About the Urban Mole

At the hub of our network of contributors is an ungainly word: dealgorithmisation. We have no subject or medium bias — articles on integrals, images of Underwings, and audio of café interviews all make the cut — but dealgorithmisation will be the explicit or implicit motivation. So what is it?

(De) (Algorithm) (Isation): (Removal from) (The set of rules) (You have become), in a parenthetical nutshell. The long drive home you don’t remember having, the conversation stuffed with too much filling, the inability to fully focus; these are all artefacts of algorithms. Human automation is recognised, and the desire to break it realised, as early as Socrates’s unconsidered life (not being worth living). The breaking of automatisation, perhaps without the recognition of having done so, is much older than that: as old as our species — older, perhaps going back to the first germ of consciousness, the orienting response and the subsequent introspection. Today the recognition and desire to break from automatisation is repackaged as flow, as being in the zone.
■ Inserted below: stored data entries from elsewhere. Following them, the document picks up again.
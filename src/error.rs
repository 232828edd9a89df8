use thiserror::Error;

#[derive(Debug, Error)]
pub enum AppError {
    #[error("Failed to fetch data from API: {0}")]
    ApiFetch(#[from] reqwest::Error),

    #[error("Failed to parse API response: {0}")]
    ApiParse(#[from] serde_json::Error),

    // Specific HTTP status code errors
    #[error("API request not found (404): {url}")]
    ApiNotFound { url: String },

    #[error("API server error ({status}): {message} (URL: {url})")]
    ApiServerError {
        status: u16,
        message: String,
        url: String,
    },

    #[error("API client error ({status}): {message} (URL: {url})")]
    ApiClientError {
        status: u16,
        message: String,
        url: String,
    },

    #[error("API rate limit exceeded (429): {message} (URL: {url})")]
    ApiRateLimit { message: String, url: String },

    #[error("API service unavailable ({status}): {message} (URL: {url})")]
    ApiServiceUnavailable {
        status: u16,
        message: String,
        url: String,
    },

    // Network-specific errors
    #[error("Network timeout while fetching data from: {url}")]
    NetworkTimeout { url: String },

    #[error("Connection failed to: {url} - {message}")]
    NetworkConnection { url: String, message: String },

    // Data parsing and validation errors
    #[error("API returned malformed JSON: {message} (URL: {url})")]
    ApiMalformedJson { message: String, url: String },

    #[error("API returned unexpected data structure: {message} (URL: {url})")]
    ApiUnexpectedStructure { message: String, url: String },

    #[error("API returned empty or missing data: {message} (URL: {url})")]
    ApiNoData { message: String, url: String },

    // Dataset-level business logic errors
    #[error("No completed regular-season games found for season {season}")]
    EmptyDataset { season: u32 },

    #[error("I/O error: {0}")]
    Io(#[from] std::io::Error),

    #[error("CSV write error: {0}")]
    Csv(#[from] csv::Error),

    #[error("TOML serialization error: {0}")]
    TomlSerialize(#[from] toml::ser::Error),

    #[error("TOML deserialization error: {0}")]
    TomlDeserialize(#[from] toml::de::Error),

    #[error("Configuration error: {0}")]
    Config(String),

    #[error("Date parsing error: {0}")]
    DateParse(String),

    #[error("Log setup error: {0}")]
    LogSetup(String),
}

impl AppError {
    /// Create a configuration error with context
    pub fn config_error(msg: impl Into<String>) -> Self {
        Self::Config(msg.into())
    }

    /// Create a date parsing error with context
    pub fn date_parse_error(msg: impl Into<String>) -> Self {
        Self::DateParse(msg.into())
    }

    /// Create a log setup error with context
    pub fn log_setup_error(msg: impl Into<String>) -> Self {
        Self::LogSetup(msg.into())
    }

    /// Create an API not found error
    pub fn api_not_found(url: impl Into<String>) -> Self {
        Self::ApiNotFound { url: url.into() }
    }

    /// Create an API server error (5xx status codes)
    pub fn api_server_error(
        status: u16,
        message: impl Into<String>,
        url: impl Into<String>,
    ) -> Self {
        Self::ApiServerError {
            status,
            message: message.into(),
            url: url.into(),
        }
    }

    /// Create an API client error (4xx status codes except 404 and 429)
    pub fn api_client_error(
        status: u16,
        message: impl Into<String>,
        url: impl Into<String>,
    ) -> Self {
        Self::ApiClientError {
            status,
            message: message.into(),
            url: url.into(),
        }
    }

    /// Create an API rate limit error
    pub fn api_rate_limit(message: impl Into<String>, url: impl Into<String>) -> Self {
        Self::ApiRateLimit {
            message: message.into(),
            url: url.into(),
        }
    }

    /// Create an API service unavailable error
    pub fn api_service_unavailable(
        status: u16,
        message: impl Into<String>,
        url: impl Into<String>,
    ) -> Self {
        Self::ApiServiceUnavailable {
            status,
            message: message.into(),
            url: url.into(),
        }
    }

    /// Create a network timeout error
    pub fn network_timeout(url: impl Into<String>) -> Self {
        Self::NetworkTimeout { url: url.into() }
    }

    /// Create a network connection error
    pub fn network_connection(url: impl Into<String>, message: impl Into<String>) -> Self {
        Self::NetworkConnection {
            url: url.into(),
            message: message.into(),
        }
    }

    /// Create a malformed JSON error
    pub fn api_malformed_json(message: impl Into<String>, url: impl Into<String>) -> Self {
        Self::ApiMalformedJson {
            message: message.into(),
            url: url.into(),
        }
    }

    /// Create an unexpected data structure error
    pub fn api_unexpected_structure(message: impl Into<String>, url: impl Into<String>) -> Self {
        Self::ApiUnexpectedStructure {
            message: message.into(),
            url: url.into(),
        }
    }

    /// Create a no data error
    pub fn api_no_data(message: impl Into<String>, url: impl Into<String>) -> Self {
        Self::ApiNoData {
            message: message.into(),
            url: url.into(),
        }
    }

    /// Create an empty dataset error
    pub fn empty_dataset(season: u32) -> Self {
        Self::EmptyDataset { season }
    }

    /// Check if error indicates a transport or HTTP status failure
    pub fn is_transport(&self) -> bool {
        matches!(
            self,
            AppError::ApiFetch(_)
                | AppError::NetworkTimeout { .. }
                | AppError::NetworkConnection { .. }
                | AppError::ApiNotFound { .. }
                | AppError::ApiRateLimit { .. }
                | AppError::ApiClientError { .. }
                | AppError::ApiServerError { .. }
                | AppError::ApiServiceUnavailable { .. }
        )
    }

    /// Check if error indicates a response that decoded but did not match
    /// the expected envelope or record shape
    pub fn is_malformed_response(&self) -> bool {
        matches!(
            self,
            AppError::ApiParse(_)
                | AppError::ApiMalformedJson { .. }
                | AppError::ApiUnexpectedStructure { .. }
                | AppError::ApiNoData { .. }
                | AppError::DateParse(_)
        )
    }
}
Dealgorithmisation takes computers as a metaphor for brains, and human consciousness as a property of emergence. By doing so, it makes more explicit the processes of automatisation. But Urban Mole is not a journal of consciousness studies — we want to bring about, not talk about, dealgorithmisation. Let’s move on to post-humanism, then.

This isn’t as apocalyptic as it sounds. If we imagine modern humans as animals with an evolved faculty for creative intelligence but a proclivity for a comfortable chair and a distraction, post humans, the humans that are on the evolutionary horizon, are those that spend more time in a state of flow, questioning, scrutinising, and innovating; making Socrates proud. This version of the future of humanity we’ll label “optimistic”, and there are multiple paths to its realisation. There are pessimistic versions too, whereby we die out because we a) kill each other; b) kill the planet and thereby kill ourselves; or c) are killed by aliens and/or a superintelligence we helped to create. Some people choose to label these eventualities “realistic”.

Should you be in the zone all the time, if such a thing were possible? Are automated routines inherently bad? No, and no. The issue is not the extent to which our biological processes are automatically regulated, but how much of our latitude for free thought we willingly hand over, either to an increasingly small group of innovators and creators whose ideas we are happy to adopt, or worse, to media whose purpose is to ease away those troubling, stressful hours between the job and the bed in immersive sound and colour.

Urban Mole is an act of provocation then, aiming to influence by the smallest of degrees the course of our accelerating evolution. It’s a project that’s meant to be as challenging for its contributors as for its readers, the former of whom are united by the understanding that freedom from automatisation is not obtained without effort, no matter how small the work produced. We believe that if you wish to be a citizen of the world, you have a duty to mindfully engage with it.

In closing: dealgorithmisation is a mouthful and you (probably) won’t see it mentioned anywhere else on the site. “The Art of the Interstitial” is Urban Mole’s more catchy casual wear; we just wanted to give you a glimpse of our underpants.